The US Supreme Court issued a ruling in Rent-A-Center West v. Jackson.  The Supremes have found that an arbitrator should resolve issues regarding the enforceability of an arbitration agreement, and not the courts.  See decision.  This is an unfortunate decision.  Simply based on policy grounds, arbitrators earn income by hearing arbitrations.  So, they have ample incentive to find every arbitration agreement enforceable, regardless of the circumstancess of the agreement.  

As the dissent points out, a challenge to the enforceability of the arbitration agreement under the facts in Rent-A-Center would be made by an arbitrator.  Not said is the fact that many arbitrators are not lawyers.  I cannot imagine how a non-lawyer would deal with issues regarding contract issues.  
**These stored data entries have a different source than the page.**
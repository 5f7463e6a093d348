//! # Error Types
//!
//! Custom error types for the remapper using `thiserror`.

use thiserror::Error;

/// Main error type for the remapper
#[derive(Debug, Error)]
pub enum RemapError {
    /// Configuration file errors
    #[error("Configuration error: {0}")]
    Config(#[from] toml::de::Error),

    /// I/O errors
    #[error("I/O error: {0}")]
    Io(#[from] std::io::Error),

    /// A single mapping failed validation
    #[error("Invalid mapping: {0}")]
    InvalidMapping(String),

    /// A key, axis or output name evdev does not know
    #[error("Unknown symbol: {0}")]
    UnknownSymbol(String),

    /// Malformed macro text
    #[error("Macro syntax error: {0}")]
    MacroSyntax(String),

    /// No virtual output device is registered under this name
    #[error("Unknown output device: {0}")]
    UnknownTarget(String),

    /// A computed output value does not fit into an input event
    #[error("Output value {value} out of range for event ({ev_type}, {code})")]
    Overflow {
        ev_type: u16,
        code: u16,
        value: f64,
    },

    /// The output multiplexer task is gone
    #[error("Output multiplexer closed")]
    OutputClosed,

    /// The handler graph was assembled incorrectly. This is a bug, not a user error.
    #[error("Handler invariant violated: {0}")]
    HandlerInvariant(String),

    /// The source device disappeared while reading
    #[error("Device lost: {device}: {source}")]
    DeviceLost {
        device: String,
        #[source]
        source: std::io::Error,
    },

    /// No matching source device was found
    #[error("Input device not found: {0}")]
    DeviceNotFound(String),
}

impl RemapError {
    /// Whether this error belongs to one mapping and should only disable that mapping.
    #[must_use]
    pub fn is_mapping_error(&self) -> bool {
        matches!(
            self,
            RemapError::InvalidMapping(_)
                | RemapError::UnknownSymbol(_)
                | RemapError::MacroSyntax(_)
                | RemapError::UnknownTarget(_)
        )
    }
}

/// Result type alias for the remapper
pub type Result<T> = std::result::Result<T, RemapError>;
//! # Remapper Library
//!
//! Remap keyboard, mouse and gamepad input on Linux.
//!
//! Physical devices are grabbed through evdev, their events run through a
//! graph of mapping handlers, and the result is written to virtual uinput
//! devices. Analog sticks and triggers can drive pointer motion and
//! scrolling at a fixed rate.

pub mod config;
pub mod error;
pub mod event;
pub mod handlers;
pub mod injection;
pub mod output;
Arbitration agreements have become very common in the work place.  Arbitrations have many pros and cons, but mostly cons where employees are concerned.  As Workplace Prof points out, the Federal Arbitration Act, passed in the 1940's, was never intended to apply to situations in which the arbitration agreement is not a true arms-length agreement.  See post.  The FAA is being applied to situations in which the parties do not have comparable bargaining power.  See Workplace Prof's description of a case in which bank customers alleged forgery of their signatures on a so-called agreement to arbitrate disputes with a bank.  Yet, the federal court still applied the FAA and ordered the bank customers to arbitration.  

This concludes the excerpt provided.